Comme il se doit, l’Oreille, maintenant alertée, ouvre son journal et tombe sur ceci : «Du ski de fond en mode contemplatif» (la Presse, 3 mars 2012, cahier Voyage, p. 15).

Le monde de l’Oreille ne sera jamais plus le même. Merci.

P.-S. — À quand un Osez le «en mode» ?

 

[Complément du 1er avril 2015]

Deux choses.

Le phénomène en mode n’est pas récent : Antoine Robitaille en parlait au micro de Marie-France Bazzo, à l’émission Indicatif présent de la Société Radio-Canada, le 9 mai 2006.

Et voici une nouvelle brassée d’exemples, pour montrer que en mode ne se démode pas.

«Improvisation en mode… pétoncle» (la Presse+, 1er avril 2015).

«“Une vidéo en mode solution”… c’est un nouveau format HD ?» (18 mars 2015, @PimpetteDunoyer)

«Une comédie musicale en mode yiddish pour Socalled» (le Devoir, 7 juin 2013, p. B1).

«Exceldor en mode solution poulet» (la Presse, 19 mars 2013, cahier Affaires, p. 8).

«Le ministre Pierre Duchesne en mode écoute» (le Devoir, 10 octobre 2012, p. A3).

«On était en mode électoral plus que financier» (le Devoir, 6-7 octobre 2012, p. A1).

«Nexen : la Chine en mode séduction» (le Devoir, 24 septembre 2012, p. A4).

«Joueurs et proprios en mode séduction» (la Presse, 17 septembre 2012, cahier Sports, p. 2).

«Les Biches pensives en mode intime et collectif» (le Devoir, 18-19 août 2012, p. E1).
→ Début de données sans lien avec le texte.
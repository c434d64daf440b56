// src/zspace/types.rs

//! Wire types of the NAS media index API.
//!
//! The service is loose about JSON types: codes and ids show up both as
//! strings and as numbers, so those fields are read leniently into strings.

use serde::{Deserialize, Deserializer};
use serde_json::Value;

/// Code the service uses for a successful call.
pub const CODE_OK: &str = "200";
/// Second code under which an in-progress rescan may be reported.
pub const CODE_TASK_PENDING: &str = "N120024";
/// `task_status` of a rescan that is still running.
pub const TASK_STATUS_RUNNING: i64 = 4;

/// Common `{code, msg, data}` response wrapper.
#[derive(Debug, Clone, Deserialize)]
pub struct Envelope {
    #[serde(deserialize_with = "lenient_string")]
    pub code: String,
    #[serde(default)]
    pub msg: Option<String>,
    #[serde(default)]
    pub data: Option<Value>,
}

impl Envelope {
    pub fn is_ok(&self) -> bool {
        self.code == CODE_OK
    }

    pub fn message(&self) -> String {
        self.msg.clone().unwrap_or_default()
    }
}

/// A classification (category) on the media index.
#[derive(Debug, Clone, PartialEq, Eq, Deserialize)]
pub struct Classification {
    pub name: String,
    #[serde(deserialize_with = "lenient_string")]
    pub id: String,
}

#[derive(Debug, Clone, Deserialize)]
pub(crate) struct RescanData {
    #[serde(default, deserialize_with = "lenient_opt_string")]
    pub task_id: Option<String>,
}

/// One reply of the rescan result endpoint.
#[derive(Debug, Clone, PartialEq, Eq)]
pub struct TaskStatusReply {
    pub code: String,
    pub task_status: Option<i64>,
}

impl TaskStatusReply {
    /// Only `task_status == 4` under one of the two known codes counts as running.
    /// Everything else ends polling, whether or not it means success.
    pub fn is_in_progress(&self) -> bool {
        (self.code == CODE_OK || self.code == CODE_TASK_PENDING)
            && self.task_status == Some(TASK_STATUS_RUNNING)
    }

    pub(crate) fn from_envelope(envelope: &Envelope) -> Self {
        let task_status = envelope
            .data
            .as_ref()
            .and_then(|d| d.get("task_status"))
            .and_then(|v| match v {
                Value::String(s) => s.trim().parse().ok(),
                other => other.as_i64(),
            });
        Self {
            code: envelope.code.clone(),
            task_status,
        }
    }
}

#[derive(Deserialize)]
#[serde(untagged)]
enum StringOrNumber {
    String(String),
    Number(serde_json::Number),
}

impl From<StringOrNumber> for String {
    fn from(v: StringOrNumber) -> Self {
        match v {
            StringOrNumber::String(s) => s,
            StringOrNumber::Number(n) => n.to_string(),
        }
    }
}

fn lenient_string<'de, D: Deserializer<'de>>(deserializer: D) -> Result<String, D::Error> {
    StringOrNumber::deserialize(deserializer).map(String::from)
}

fn lenient_opt_string<'de, D: Deserializer<'de>>(
    deserializer: D,
) -> Result<Option<String>, D::Error> {
    Ok(Option::<StringOrNumber>::deserialize(deserializer)?.map(String::from))
}
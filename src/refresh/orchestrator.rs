// src/refresh/orchestrator.rs

//! One refresh run from picking classifications to the final notification.

use serde::Deserialize;
use std::collections::HashMap;
use std::sync::atomic::{AtomicBool, Ordering};
use std::sync::Arc;

use crate::config::PluginConfig;
use crate::error::RefreshResult;
use crate::history::HistorySource;
use crate::notify::{Notification, Notifier, REFRESH_TITLE};
use crate::zspace::{MediaIndexApi, Session};

use super::categories::determine_categories;
use super::poll::{refresh_category, RefreshOutcome, Sleeper, TokioSleeper};

/// Action name of the remote "refresh now" command.
pub const REFRESH_ACTION: &str = "zsp_media_refresh";

/// Inbound command event, e.g. from a chat bot.
#[derive(Debug, Clone, Deserialize, PartialEq, Eq)]
pub struct RemoteCommand {
    pub action: String,
    #[serde(default)]
    pub channel: Option<String>,
    #[serde(default)]
    pub user: Option<String>,
}

#[derive(Debug, Clone, Copy, PartialEq, Eq)]
pub enum RunStatus {
    Completed,
    NothingToRefresh,
    /// Another run was still in progress.
    AlreadyRunning,
}

#[derive(Debug, Clone, PartialEq, Eq)]
pub struct CategoryFailure {
    pub category: String,
    pub error: String,
}

/// What a run did.
#[derive(Debug, Clone)]
pub struct RunReport {
    pub status: RunStatus,
    pub refreshed: Vec<RefreshOutcome>,
    /// Target names absent from the server's directory.
    pub skipped: Vec<String>,
    pub failed: Vec<CategoryFailure>,
    pub notifications_sent: usize,
}

impl RunReport {
    fn new(status: RunStatus) -> Self {
        Self {
            status,
            refreshed: Vec::new(),
            skipped: Vec::new(),
            failed: Vec::new(),
            notifications_sent: 0,
        }
    }
}

/// Clears the running flag when dropped.
struct RunGuard<'a>(&'a AtomicBool);

impl<'a> RunGuard<'a> {
    fn acquire(flag: &'a AtomicBool) -> Option<Self> {
        flag.compare_exchange(false, true, Ordering::AcqRel, Ordering::Acquire)
            .ok()
            .map(|_| RunGuard(flag))
    }
}

impl Drop for RunGuard<'_> {
    fn drop(&mut self) {
        self.0.store(false, Ordering::Release);
    }
}

pub struct RefreshOrchestrator {
    config: Arc<PluginConfig>,
    history: Arc<dyn HistorySource>,
    api: Arc<dyn MediaIndexApi>,
    notifier: Arc<dyn Notifier>,
    sleeper: Arc<dyn Sleeper>,
    running: AtomicBool,
}

impl RefreshOrchestrator {
    pub fn new(
        config: Arc<PluginConfig>,
        history: Arc<dyn HistorySource>,
        api: Arc<dyn MediaIndexApi>,
        notifier: Arc<dyn Notifier>,
    ) -> Self {
        Self {
            config,
            history,
            api,
            notifier,
            sleeper: Arc::new(TokioSleeper),
            running: AtomicBool::new(false),
        }
    }

    pub fn with_sleeper(mut self, sleeper: Arc<dyn Sleeper>) -> Self {
        self.sleeper = sleeper;
        self
    }

    pub fn config(&self) -> &PluginConfig {
        &self.config
    }

    pub fn is_running(&self) -> bool {
        self.running.load(Ordering::Acquire)
    }

    /// Run one refresh. Errors abort the run; per-classification failures do not.
    pub async fn run(&self) -> RefreshResult<RunReport> {
        let Some(_guard) = RunGuard::acquire(&self.running) else {
            log::warn!("Refresh: previous run still in progress, skipping this trigger");
            return Ok(RunReport::new(RunStatus::AlreadyRunning));
        };

        let selection = determine_categories(&self.config, self.history.as_ref()).await?;
        if selection.is_empty() {
            log::info!("Refresh: nothing to refresh");
            return Ok(RunReport::new(RunStatus::NothingToRefresh));
        }

        let (_, cookie) = self.config.remote()?;
        let session = Session::from_cookie(cookie)?;
        log::debug!("Refresh: authenticated as {:?}", session);

        let directory = self.api.list_classifications(&session).await?;
        let ids: HashMap<&str, &str> = directory
            .iter()
            .map(|c| (c.name.as_str(), c.id.as_str()))
            .collect();
        let targets = selection.resolve(&directory);

        let notify = self.config.notify;
        let aggregate = self.config.notify_aggregate;
        let mut report = RunReport::new(RunStatus::Completed);
        let mut combined = String::new();

        for name in targets {
            let Some(id) = ids.get(name.as_str()) else {
                log::info!(
                    "Refresh: classification {} is not on the server, skipping",
                    name
                );
                report.skipped.push(name);
                continue;
            };

            match refresh_category(
                self.api.as_ref(),
                self.sleeper.as_ref(),
                &session,
                &name,
                id,
                self.config.poll_interval(),
            )
            .await
            {
                Ok(outcome) => {
                    if notify && aggregate {
                        combined.push_str(&outcome.message());
                    } else if notify
                        && self
                            .deliver(Notification::new(REFRESH_TITLE, outcome.message()))
                            .await
                    {
                        report.notifications_sent += 1;
                    }
                    report.refreshed.push(outcome);
                }
                Err(e) => {
                    log::error!("Refresh: classification {} failed: {}", name, e);
                    report.failed.push(CategoryFailure {
                        category: name,
                        error: e.to_string(),
                    });
                }
            }
        }

        if notify && aggregate {
            if combined.is_empty() {
                combined.push_str("No classification was refreshed\n");
            }
            if self.deliver(Notification::new(REFRESH_TITLE, combined)).await {
                report.notifications_sent += 1;
            }
        }

        log::info!(
            "Refresh: done, {} refreshed, {} skipped, {} failed",
            report.refreshed.len(),
            report.skipped.len(),
            report.failed.len()
        );
        Ok(report)
    }

    /// Scheduler entry point: run and log, never fail.
    pub async fn trigger(&self) {
        if let Err(e) = self.run().await {
            log::error!("Refresh: run aborted: {}", e);
        }
    }

    /// Handle an inbound command. Returns false if the command is not ours.
    pub async fn handle_command(&self, command: &RemoteCommand) -> bool {
        if command.action != REFRESH_ACTION {
            return false;
        }
        let ack = |text: &str| {
            Notification::new(text, "").to(command.channel.clone(), command.user.clone())
        };
        self.deliver(ack("Media refresh started ...")).await;
        self.trigger().await;
        self.deliver(ack("Media refresh finished!")).await;
        true
    }

    async fn deliver(&self, notification: Notification) -> bool {
        match self.notifier.send(notification).await {
            Ok(()) => true,
            Err(e) => {
                log::warn!("Refresh: failed to send notification: {}", e);
                false
            }
        }
    }
}

#[cfg(test)]
mod tests {
    use super::*;

    #[test]
    fn test_run_guard_is_exclusive_and_released() {
        let flag = AtomicBool::new(false);
        {
            let first = RunGuard::acquire(&flag);
            assert!(first.is_some());
            assert!(RunGuard::acquire(&flag).is_none());
        }
        assert!(RunGuard::acquire(&flag).is_some());
    }

    #[test]
    fn test_remote_command_parses_event() {
        let cmd: RemoteCommand = serde_json::from_str(
            r#"{"action": "zsp_media_refresh", "channel": "telegram", "user": "7"}"#,
        )
        .unwrap();
        assert_eq!(cmd.action, REFRESH_ACTION);
        assert_eq!(cmd.channel.as_deref(), Some("telegram"));

        let bare: RemoteCommand = serde_json::from_str(r#"{"action": "other"}"#).unwrap();
        assert_eq!(bare.user, None);
    }
}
«Huit camps pour de la poésie en mode extrême» (@Gehenne1, 23 juillet 2012).

Cristiano Ronaldo s’est mis «en mode madrilène» (la Presse, 18 juin 2012, cahier Sports, p. 4).

«Pique-nique en mode rural» (le Devoir, 26-27 mai 2012, p. G5).

«Il y a peut-être un signal à saisir pour le rédacteur de la loi quand ceux qui doivent l’appliquer sont en mode retenue…» (le Devoir, 23 mai 2012, p. A7).

«Shan en mode asiatique» (la Presse, 9 mai 2012, cahier Affaires, p. 3).

«Nissan en mode hybride» (la Presse, 12 mars 2012, cahier Auto, p. 6).